Problem ::
Using the listing below, copy every line that mentions "TextError".

Extracted data ::

☆ ☆ ☆

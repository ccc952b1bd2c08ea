//! Text drawing entry points.
//!
//! Every draw call shapes the text, breaks it into lines, lays the lines out
//! as a block, and composites the block onto a [`Canvas`]. The calls differ
//! only in how lines are broken and where the block is anchored:
//!
//! | call | line breaks | anchor |
//! |---|---|---|
//! | [`draw_text`] | none | top-left |
//! | [`draw_text_anchored`] | none | explicit |
//! | [`draw_text_multiline`] | explicit newlines | explicit |
//! | [`draw_text_wrapped`] | newlines and wrapping | explicit |
//!
//! Each call returns the block rectangle in canvas coordinates. A failed
//! call may leave the canvas partially drawn.

use crate::canvas::Canvas;
use crate::compositor::Compositor;
use crate::error::{TextError, TextResult, ensure_positive};
use crate::paint::Paint;
use crate::text::emoji::{EmojiOptions, EmojiRegistry};
use crate::text::font::Font;
use crate::text::layout::{LayoutParams, TextAlign, TextBlock, layout_lines};
use crate::text::shaping::{GlyphRun, Shaper};
use crate::text::wrap::{Line, WrapStyle, break_lines, single_line};
use crate::types::Rect;

/// Style and options for a draw call.
///
/// # Example
///
/// ```no_run
/// use horizon_imagetext::{Color, Paint, TextAlign, TextStyle};
/// use horizon_imagetext::text::{EmojiOptions, EmojiRegistry, Font};
///
/// let font = Font::from_files("fonts/DejaVuSans.ttf", &[] as &[&str])?;
/// let emojis = EmojiRegistry::new();
///
/// let style = TextStyle::new(&font, 28.0)
///     .fill(Color::WHITE)
///     .stroke(2.0, Color::BLACK)
///     .align(TextAlign::Center)
///     .emojis(&emojis)
///     .emoji_options(EmojiOptions::default().scale(1.2));
/// # Ok::<(), horizon_imagetext::TextError>(())
/// ```
#[derive(Debug, Clone)]
pub struct TextStyle<'a> {
    pub font: &'a Font,
    /// Font size in pixels.
    pub size: f32,
    pub fill: Paint,
    /// Outline width in pixels. Stroking needs both a width and a paint.
    pub stroke_width: Option<f32>,
    pub stroke_paint: Option<Paint>,
    pub align: TextAlign,
    /// Line height as a multiple of the font size.
    pub line_spacing: f32,
    pub wrap_style: WrapStyle,
    /// Replace emoji spans with images from `emoji_registry`.
    pub draw_emojis: bool,
    pub emoji: EmojiOptions,
    pub emoji_registry: Option<&'a EmojiRegistry>,
    pub anti_alias: bool,
}

impl<'a> TextStyle<'a> {
    /// Black, unstroked, left-aligned text without emoji.
    pub fn new(font: &'a Font, size: f32) -> Self {
        Self {
            font,
            size,
            fill: Paint::default(),
            stroke_width: None,
            stroke_paint: None,
            align: TextAlign::default(),
            line_spacing: 1.0,
            wrap_style: WrapStyle::default(),
            draw_emojis: false,
            emoji: EmojiOptions::default(),
            emoji_registry: None,
            anti_alias: true,
        }
    }

    pub fn fill(mut self, paint: impl Into<Paint>) -> Self {
        self.fill = paint.into();
        self
    }

    /// Outline every glyph with `width` pixels of `paint`.
    pub fn stroke(mut self, width: f32, paint: impl Into<Paint>) -> Self {
        self.stroke_width = Some(width);
        self.stroke_paint = Some(paint.into());
        self
    }

    pub fn align(mut self, align: TextAlign) -> Self {
        self.align = align;
        self
    }

    pub fn line_spacing(mut self, line_spacing: f32) -> Self {
        self.line_spacing = line_spacing;
        self
    }

    pub fn wrap_style(mut self, wrap_style: WrapStyle) -> Self {
        self.wrap_style = wrap_style;
        self
    }

    /// Enable emoji drawing with images from `registry`.
    pub fn emojis(mut self, registry: &'a EmojiRegistry) -> Self {
        self.draw_emojis = true;
        self.emoji_registry = Some(registry);
        self
    }

    pub fn draw_emojis(mut self, enabled: bool) -> Self {
        self.draw_emojis = enabled;
        self
    }

    pub fn emoji_options(mut self, options: EmojiOptions) -> Self {
        self.emoji = options;
        self
    }

    pub fn anti_alias(mut self, anti_alias: bool) -> Self {
        self.anti_alias = anti_alias;
        self
    }

    /// The emoji registry, if emoji drawing is on.
    fn active_emojis(&self) -> Option<&'a EmojiRegistry> {
        self.emoji_registry.filter(|_| self.draw_emojis)
    }

    /// Shape `text` with this style.
    pub fn shape(&self, text: &str) -> TextResult<GlyphRun> {
        let shaper = Shaper::new(self.font, self.size);
        match self.active_emojis() {
            Some(registry) => shaper.with_emojis(registry, self.emoji).shape(text),
            None => shaper.shape(text),
        }
    }

    /// Lay out lines of a run shaped with this style.
    pub(crate) fn layout<'r>(
        &self,
        lines: &[Line<'r>],
        x: f32,
        y: f32,
        anchor: (f32, f32),
    ) -> TextResult<TextBlock<'r>> {
        let line_spacing = ensure_positive("line spacing", self.line_spacing)?;
        let params = LayoutParams::new(self.size)
            .origin(x, y)
            .anchor(anchor.0, anchor.1)
            .line_spacing(line_spacing)
            .align(self.align);
        Ok(layout_lines(lines, self.font, &params))
    }

    fn compositor(&self) -> TextResult<Compositor<'a>> {
        let stroke = match (self.stroke_width, &self.stroke_paint) {
            (Some(width), Some(paint)) => Some((width, paint)),
            _ => None,
        };
        let compositor =
            Compositor::new(self.font, self.size, &self.fill, stroke, self.anti_alias)?;
        Ok(match self.active_emojis() {
            Some(registry) => compositor.with_emojis(registry, &self.emoji),
            None => compositor,
        })
    }
}

/// Draw a single line of text with its top-left corner at `(x, y)`.
pub fn draw_text(
    canvas: &mut Canvas,
    text: &str,
    x: f32,
    y: f32,
    style: &TextStyle<'_>,
) -> TextResult<Rect> {
    draw_text_anchored(canvas, text, x, y, (0.0, 0.0), style)
}

/// Draw a single line of text so that the normalized point `anchor` of its
/// box lands on `(x, y)`.
pub fn draw_text_anchored(
    canvas: &mut Canvas,
    text: &str,
    x: f32,
    y: f32,
    anchor: (f32, f32),
    style: &TextStyle<'_>,
) -> TextResult<Rect> {
    let run = style.shape(text)?;
    render(canvas, &[single_line(&run)], x, y, anchor, style)
}

/// Draw text broken only at explicit newlines.
///
/// Lines are aligned within the widest line, which is also the block width
/// that `anchor` refers to. There is no separate alignment width parameter:
/// to align inside a wider box, anchor the block against that box instead,
/// e.g. `x = box_left + box_width / 2` with anchor `(0.5, _)` for centered
/// text.
pub fn draw_text_multiline(
    canvas: &mut Canvas,
    text: &str,
    x: f32,
    y: f32,
    anchor: (f32, f32),
    style: &TextStyle<'_>,
) -> TextResult<Rect> {
    let run = style.shape(text)?;
    let lines = break_lines(&run, None, style.wrap_style);
    render(canvas, &lines, x, y, anchor, style)
}

/// Draw text wrapped to `width` pixels with the style's wrap policy.
pub fn draw_text_wrapped(
    canvas: &mut Canvas,
    text: &str,
    x: f32,
    y: f32,
    anchor: (f32, f32),
    width: f32,
    style: &TextStyle<'_>,
) -> TextResult<Rect> {
    let width = ensure_wrap_width(width)?;
    let run = style.shape(text)?;
    let lines = break_lines(&run, Some(width), style.wrap_style);
    render(canvas, &lines, x, y, anchor, style)
}

pub(crate) fn ensure_wrap_width(width: f32) -> TextResult<f32> {
    if width.is_finite() && width >= 0.0 {
        Ok(width)
    } else {
        Err(TextError::InvalidParameter {
            name: "wrap width",
            value: width,
        })
    }
}

fn render(
    canvas: &mut Canvas,
    lines: &[Line<'_>],
    x: f32,
    y: f32,
    anchor: (f32, f32),
    style: &TextStyle<'_>,
) -> TextResult<Rect> {
    let block = style.layout(lines, x, y, anchor)?;
    style.compositor()?.draw_block(canvas.pixmap_mut(), &block);
    Ok(block.bounds)
}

☆ ☆ ☆

Result for this task ::
use crate::error::{TextError, TextResult, ensure_positive};
/// # Ok::<(), horizon_imagetext::TextError>(())
        Err(TextError::InvalidParameter {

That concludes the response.